Segment Open

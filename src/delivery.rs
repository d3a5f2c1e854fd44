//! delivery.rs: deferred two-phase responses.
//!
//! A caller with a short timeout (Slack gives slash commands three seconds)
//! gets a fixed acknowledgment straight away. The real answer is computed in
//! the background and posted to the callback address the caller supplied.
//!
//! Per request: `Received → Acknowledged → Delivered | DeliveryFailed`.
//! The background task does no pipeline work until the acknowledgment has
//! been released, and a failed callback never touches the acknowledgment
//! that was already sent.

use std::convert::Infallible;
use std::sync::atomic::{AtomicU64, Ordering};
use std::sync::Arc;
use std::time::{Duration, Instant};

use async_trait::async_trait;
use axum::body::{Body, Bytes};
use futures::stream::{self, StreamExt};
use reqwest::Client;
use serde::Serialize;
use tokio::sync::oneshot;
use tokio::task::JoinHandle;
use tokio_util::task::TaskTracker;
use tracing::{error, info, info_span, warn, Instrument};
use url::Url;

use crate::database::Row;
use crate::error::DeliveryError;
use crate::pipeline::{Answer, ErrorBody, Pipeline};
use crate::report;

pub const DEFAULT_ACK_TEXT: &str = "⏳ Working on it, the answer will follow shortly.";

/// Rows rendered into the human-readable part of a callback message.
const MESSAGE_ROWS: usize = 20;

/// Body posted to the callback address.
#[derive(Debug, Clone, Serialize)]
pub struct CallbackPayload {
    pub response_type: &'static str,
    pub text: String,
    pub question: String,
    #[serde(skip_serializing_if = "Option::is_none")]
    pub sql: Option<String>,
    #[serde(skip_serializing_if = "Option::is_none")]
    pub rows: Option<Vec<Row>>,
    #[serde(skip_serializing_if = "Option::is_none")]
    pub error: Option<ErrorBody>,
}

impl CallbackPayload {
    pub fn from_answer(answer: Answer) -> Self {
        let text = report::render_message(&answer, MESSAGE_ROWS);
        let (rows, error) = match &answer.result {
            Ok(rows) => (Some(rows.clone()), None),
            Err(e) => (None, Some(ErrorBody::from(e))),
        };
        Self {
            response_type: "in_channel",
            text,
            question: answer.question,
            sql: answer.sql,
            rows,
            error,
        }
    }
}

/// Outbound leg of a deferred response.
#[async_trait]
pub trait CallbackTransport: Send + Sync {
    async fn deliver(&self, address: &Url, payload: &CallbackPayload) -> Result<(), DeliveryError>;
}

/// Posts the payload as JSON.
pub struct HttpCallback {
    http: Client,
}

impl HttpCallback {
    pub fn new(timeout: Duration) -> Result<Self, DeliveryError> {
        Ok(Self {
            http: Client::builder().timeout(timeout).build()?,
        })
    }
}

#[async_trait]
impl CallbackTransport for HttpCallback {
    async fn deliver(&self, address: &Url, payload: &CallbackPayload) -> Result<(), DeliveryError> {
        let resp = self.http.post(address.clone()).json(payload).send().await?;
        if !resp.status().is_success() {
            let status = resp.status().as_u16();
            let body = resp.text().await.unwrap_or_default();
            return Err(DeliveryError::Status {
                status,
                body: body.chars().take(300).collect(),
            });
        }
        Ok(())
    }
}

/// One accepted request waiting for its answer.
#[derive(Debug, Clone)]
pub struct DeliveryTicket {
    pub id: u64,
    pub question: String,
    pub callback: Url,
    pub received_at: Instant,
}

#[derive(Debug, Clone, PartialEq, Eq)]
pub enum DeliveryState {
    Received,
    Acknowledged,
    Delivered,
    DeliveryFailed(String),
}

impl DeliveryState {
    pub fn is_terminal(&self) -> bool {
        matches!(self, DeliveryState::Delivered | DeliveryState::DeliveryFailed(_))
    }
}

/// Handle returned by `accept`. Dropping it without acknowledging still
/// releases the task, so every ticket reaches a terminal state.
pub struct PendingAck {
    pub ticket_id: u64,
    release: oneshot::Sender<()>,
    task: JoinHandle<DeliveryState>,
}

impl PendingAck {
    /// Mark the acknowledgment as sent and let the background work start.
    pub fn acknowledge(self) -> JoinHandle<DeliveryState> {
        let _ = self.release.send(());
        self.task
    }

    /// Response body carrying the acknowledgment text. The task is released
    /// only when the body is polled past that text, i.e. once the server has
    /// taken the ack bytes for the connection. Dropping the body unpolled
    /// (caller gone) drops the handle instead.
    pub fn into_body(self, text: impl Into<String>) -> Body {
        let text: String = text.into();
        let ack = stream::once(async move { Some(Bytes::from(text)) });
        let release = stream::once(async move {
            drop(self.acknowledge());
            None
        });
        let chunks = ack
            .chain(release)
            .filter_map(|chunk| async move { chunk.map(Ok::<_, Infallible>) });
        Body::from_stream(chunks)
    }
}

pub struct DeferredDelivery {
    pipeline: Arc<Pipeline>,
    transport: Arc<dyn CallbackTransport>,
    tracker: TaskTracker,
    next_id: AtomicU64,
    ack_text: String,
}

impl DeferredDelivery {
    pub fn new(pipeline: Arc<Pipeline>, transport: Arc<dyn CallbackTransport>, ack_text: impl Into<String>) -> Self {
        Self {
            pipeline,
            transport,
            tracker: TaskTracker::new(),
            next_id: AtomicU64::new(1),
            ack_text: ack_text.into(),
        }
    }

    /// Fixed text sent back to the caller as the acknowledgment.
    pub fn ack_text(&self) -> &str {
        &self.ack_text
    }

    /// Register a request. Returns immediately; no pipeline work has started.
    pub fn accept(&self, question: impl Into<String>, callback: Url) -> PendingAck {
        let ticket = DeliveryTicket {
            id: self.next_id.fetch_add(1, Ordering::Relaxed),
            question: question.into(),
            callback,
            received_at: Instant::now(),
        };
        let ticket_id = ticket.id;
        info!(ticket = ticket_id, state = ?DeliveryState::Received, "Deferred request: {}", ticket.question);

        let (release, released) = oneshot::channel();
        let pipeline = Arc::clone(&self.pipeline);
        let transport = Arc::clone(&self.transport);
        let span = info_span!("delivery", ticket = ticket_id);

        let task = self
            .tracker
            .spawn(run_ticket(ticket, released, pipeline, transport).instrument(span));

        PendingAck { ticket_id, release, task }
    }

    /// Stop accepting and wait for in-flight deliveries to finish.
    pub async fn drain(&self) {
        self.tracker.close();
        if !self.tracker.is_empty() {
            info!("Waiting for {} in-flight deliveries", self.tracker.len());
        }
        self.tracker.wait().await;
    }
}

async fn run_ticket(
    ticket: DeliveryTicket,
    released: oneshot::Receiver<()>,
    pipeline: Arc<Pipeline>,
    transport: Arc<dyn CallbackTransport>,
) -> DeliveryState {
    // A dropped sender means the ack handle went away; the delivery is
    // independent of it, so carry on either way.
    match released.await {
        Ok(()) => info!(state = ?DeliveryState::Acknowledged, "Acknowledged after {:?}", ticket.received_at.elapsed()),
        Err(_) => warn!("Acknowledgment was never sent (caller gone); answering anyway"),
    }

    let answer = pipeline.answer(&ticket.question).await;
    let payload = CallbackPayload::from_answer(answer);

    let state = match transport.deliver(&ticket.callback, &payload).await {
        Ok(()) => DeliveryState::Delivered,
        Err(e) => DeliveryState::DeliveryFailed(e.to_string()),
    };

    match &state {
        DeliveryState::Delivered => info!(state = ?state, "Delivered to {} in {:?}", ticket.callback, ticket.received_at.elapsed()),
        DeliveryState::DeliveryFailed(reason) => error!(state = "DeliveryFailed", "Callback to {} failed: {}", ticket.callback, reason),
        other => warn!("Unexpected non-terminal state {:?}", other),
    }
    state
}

Segment Closed
Segment Open

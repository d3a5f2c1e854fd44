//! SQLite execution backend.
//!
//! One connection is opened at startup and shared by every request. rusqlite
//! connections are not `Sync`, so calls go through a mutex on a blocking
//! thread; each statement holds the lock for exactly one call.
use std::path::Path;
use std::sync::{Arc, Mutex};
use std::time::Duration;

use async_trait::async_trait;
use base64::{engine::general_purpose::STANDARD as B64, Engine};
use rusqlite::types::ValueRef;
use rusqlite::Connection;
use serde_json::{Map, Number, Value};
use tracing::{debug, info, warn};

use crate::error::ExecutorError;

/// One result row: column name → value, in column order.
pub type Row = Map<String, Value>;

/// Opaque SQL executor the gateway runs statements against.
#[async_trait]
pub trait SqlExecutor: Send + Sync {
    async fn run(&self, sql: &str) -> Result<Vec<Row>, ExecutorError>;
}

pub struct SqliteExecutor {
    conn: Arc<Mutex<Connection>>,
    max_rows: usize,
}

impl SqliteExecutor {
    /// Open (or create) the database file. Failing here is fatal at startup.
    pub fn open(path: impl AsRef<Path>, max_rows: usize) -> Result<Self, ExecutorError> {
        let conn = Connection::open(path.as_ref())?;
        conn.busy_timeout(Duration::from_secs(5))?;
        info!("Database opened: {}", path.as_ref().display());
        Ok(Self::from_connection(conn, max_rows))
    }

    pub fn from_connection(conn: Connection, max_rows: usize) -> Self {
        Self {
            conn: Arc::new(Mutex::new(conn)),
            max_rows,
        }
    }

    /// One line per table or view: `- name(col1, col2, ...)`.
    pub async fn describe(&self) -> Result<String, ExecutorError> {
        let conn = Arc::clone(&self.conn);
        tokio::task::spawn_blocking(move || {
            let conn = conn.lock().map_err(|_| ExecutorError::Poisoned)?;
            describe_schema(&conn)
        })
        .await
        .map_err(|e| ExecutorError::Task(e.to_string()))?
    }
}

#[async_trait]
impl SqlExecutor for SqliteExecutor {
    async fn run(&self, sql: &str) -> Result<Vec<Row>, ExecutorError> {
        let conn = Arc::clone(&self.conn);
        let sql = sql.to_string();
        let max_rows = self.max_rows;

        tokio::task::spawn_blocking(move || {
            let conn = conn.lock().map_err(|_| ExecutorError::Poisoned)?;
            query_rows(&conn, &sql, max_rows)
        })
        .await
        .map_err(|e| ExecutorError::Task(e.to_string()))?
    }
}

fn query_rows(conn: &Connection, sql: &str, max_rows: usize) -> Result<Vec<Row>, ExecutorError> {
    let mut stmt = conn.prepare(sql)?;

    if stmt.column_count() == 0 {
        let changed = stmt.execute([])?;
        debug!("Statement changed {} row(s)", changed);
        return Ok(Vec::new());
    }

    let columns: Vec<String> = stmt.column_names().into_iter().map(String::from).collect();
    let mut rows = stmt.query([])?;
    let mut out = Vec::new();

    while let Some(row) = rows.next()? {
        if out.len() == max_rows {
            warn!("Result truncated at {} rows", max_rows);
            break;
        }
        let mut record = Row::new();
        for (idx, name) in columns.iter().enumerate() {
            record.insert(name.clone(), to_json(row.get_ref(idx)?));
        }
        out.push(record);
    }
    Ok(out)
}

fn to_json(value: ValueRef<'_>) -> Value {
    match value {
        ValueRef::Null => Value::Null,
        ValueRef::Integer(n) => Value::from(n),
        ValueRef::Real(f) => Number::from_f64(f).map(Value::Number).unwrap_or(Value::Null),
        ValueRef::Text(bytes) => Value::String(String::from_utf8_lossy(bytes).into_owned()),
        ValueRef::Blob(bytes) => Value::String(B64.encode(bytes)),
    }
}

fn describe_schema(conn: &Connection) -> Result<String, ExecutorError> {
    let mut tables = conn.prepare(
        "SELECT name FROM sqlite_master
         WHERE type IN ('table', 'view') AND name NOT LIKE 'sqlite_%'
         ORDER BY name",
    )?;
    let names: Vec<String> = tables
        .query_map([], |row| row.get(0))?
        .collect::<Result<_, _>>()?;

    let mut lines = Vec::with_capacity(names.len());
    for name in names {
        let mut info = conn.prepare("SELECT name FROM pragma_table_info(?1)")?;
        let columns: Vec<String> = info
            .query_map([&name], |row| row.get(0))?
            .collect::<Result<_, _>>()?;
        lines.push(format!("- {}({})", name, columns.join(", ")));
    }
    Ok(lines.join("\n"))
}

Segment Closed
Segment Open

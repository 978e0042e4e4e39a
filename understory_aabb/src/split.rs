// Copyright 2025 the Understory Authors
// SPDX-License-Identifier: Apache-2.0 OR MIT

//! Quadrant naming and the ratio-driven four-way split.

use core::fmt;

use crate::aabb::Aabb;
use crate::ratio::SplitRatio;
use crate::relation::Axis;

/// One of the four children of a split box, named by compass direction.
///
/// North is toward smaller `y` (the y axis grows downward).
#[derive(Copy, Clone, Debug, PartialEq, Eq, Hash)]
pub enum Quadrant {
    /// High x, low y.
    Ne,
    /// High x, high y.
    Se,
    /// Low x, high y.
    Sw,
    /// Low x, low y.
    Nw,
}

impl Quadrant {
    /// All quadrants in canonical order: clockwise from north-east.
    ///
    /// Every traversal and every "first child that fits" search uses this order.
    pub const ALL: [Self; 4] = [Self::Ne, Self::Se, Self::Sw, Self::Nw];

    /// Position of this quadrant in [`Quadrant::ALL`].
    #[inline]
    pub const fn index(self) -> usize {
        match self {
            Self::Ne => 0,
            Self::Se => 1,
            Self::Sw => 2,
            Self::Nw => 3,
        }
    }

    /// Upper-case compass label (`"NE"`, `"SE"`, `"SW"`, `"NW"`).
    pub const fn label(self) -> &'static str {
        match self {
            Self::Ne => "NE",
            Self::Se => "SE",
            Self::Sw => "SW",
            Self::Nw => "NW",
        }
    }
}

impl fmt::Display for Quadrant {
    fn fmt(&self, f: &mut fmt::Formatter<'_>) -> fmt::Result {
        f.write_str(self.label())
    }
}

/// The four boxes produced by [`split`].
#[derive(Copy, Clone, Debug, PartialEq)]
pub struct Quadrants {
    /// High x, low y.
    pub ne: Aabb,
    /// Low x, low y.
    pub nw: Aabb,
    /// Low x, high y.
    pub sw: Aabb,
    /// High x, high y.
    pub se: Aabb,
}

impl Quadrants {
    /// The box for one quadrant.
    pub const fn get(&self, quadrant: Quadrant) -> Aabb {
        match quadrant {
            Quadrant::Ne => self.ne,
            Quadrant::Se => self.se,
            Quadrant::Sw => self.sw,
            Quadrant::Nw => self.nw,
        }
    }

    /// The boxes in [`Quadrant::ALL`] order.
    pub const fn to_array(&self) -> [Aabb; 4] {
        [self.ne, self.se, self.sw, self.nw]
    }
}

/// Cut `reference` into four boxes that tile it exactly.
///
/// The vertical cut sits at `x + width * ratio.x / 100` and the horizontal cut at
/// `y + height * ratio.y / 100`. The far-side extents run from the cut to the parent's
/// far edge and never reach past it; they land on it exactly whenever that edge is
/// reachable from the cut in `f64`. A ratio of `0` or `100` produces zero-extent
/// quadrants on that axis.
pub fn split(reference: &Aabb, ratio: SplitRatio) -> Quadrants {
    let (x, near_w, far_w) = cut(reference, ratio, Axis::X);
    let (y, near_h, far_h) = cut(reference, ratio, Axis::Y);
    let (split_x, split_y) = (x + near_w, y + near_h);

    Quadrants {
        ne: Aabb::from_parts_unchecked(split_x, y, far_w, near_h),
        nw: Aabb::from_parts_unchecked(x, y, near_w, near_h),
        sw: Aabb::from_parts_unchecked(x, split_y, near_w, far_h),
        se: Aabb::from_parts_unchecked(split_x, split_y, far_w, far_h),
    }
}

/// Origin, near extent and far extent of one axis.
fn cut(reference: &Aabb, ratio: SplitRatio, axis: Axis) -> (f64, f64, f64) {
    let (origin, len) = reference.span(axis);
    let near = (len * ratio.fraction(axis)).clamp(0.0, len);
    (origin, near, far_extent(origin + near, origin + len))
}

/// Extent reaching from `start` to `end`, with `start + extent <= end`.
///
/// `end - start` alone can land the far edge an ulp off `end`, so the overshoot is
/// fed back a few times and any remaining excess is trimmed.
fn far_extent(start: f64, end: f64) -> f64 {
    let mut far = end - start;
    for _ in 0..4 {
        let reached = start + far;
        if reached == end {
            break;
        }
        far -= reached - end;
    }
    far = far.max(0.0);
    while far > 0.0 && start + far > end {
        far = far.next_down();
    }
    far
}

Segment Closed

Exercise details. In the entries above, find the line holding "that edge is" and the line holding "for _ in 0..4"; print both of them and every line between, exactly, and nothing else.

Solution to this problem.
/// far edge and never reach past it; they land on it exactly whenever that edge is
/// reachable from the cut in `f64`. A ratio of `0` or `100` produces zero-extent
/// quadrants on that axis.
pub fn split(reference: &Aabb, ratio: SplitRatio) -> Quadrants {
    let (x, near_w, far_w) = cut(reference, ratio, Axis::X);
    let (y, near_h, far_h) = cut(reference, ratio, Axis::Y);
    let (split_x, split_y) = (x + near_w, y + near_h);

    Quadrants {
        ne: Aabb::from_parts_unchecked(split_x, y, far_w, near_h),
        nw: Aabb::from_parts_unchecked(x, y, near_w, near_h),
        sw: Aabb::from_parts_unchecked(x, split_y, near_w, far_h),
        se: Aabb::from_parts_unchecked(split_x, split_y, far_w, far_h),
    }
}

/// Origin, near extent and far extent of one axis.
fn cut(reference: &Aabb, ratio: SplitRatio, axis: Axis) -> (f64, f64, f64) {
    let (origin, len) = reference.span(axis);
    let near = (len * ratio.fraction(axis)).clamp(0.0, len);
    (origin, near, far_extent(origin + near, origin + len))
}

/// Extent reaching from `start` to `end`, with `start + extent <= end`.
///
/// `end - start` alone can land the far edge an ulp off `end`, so the overshoot is
/// fed back a few times and any remaining excess is trimmed.
fn far_extent(start: f64, end: f64) -> f64 {
    let mut far = end - start;
    for _ in 0..4 {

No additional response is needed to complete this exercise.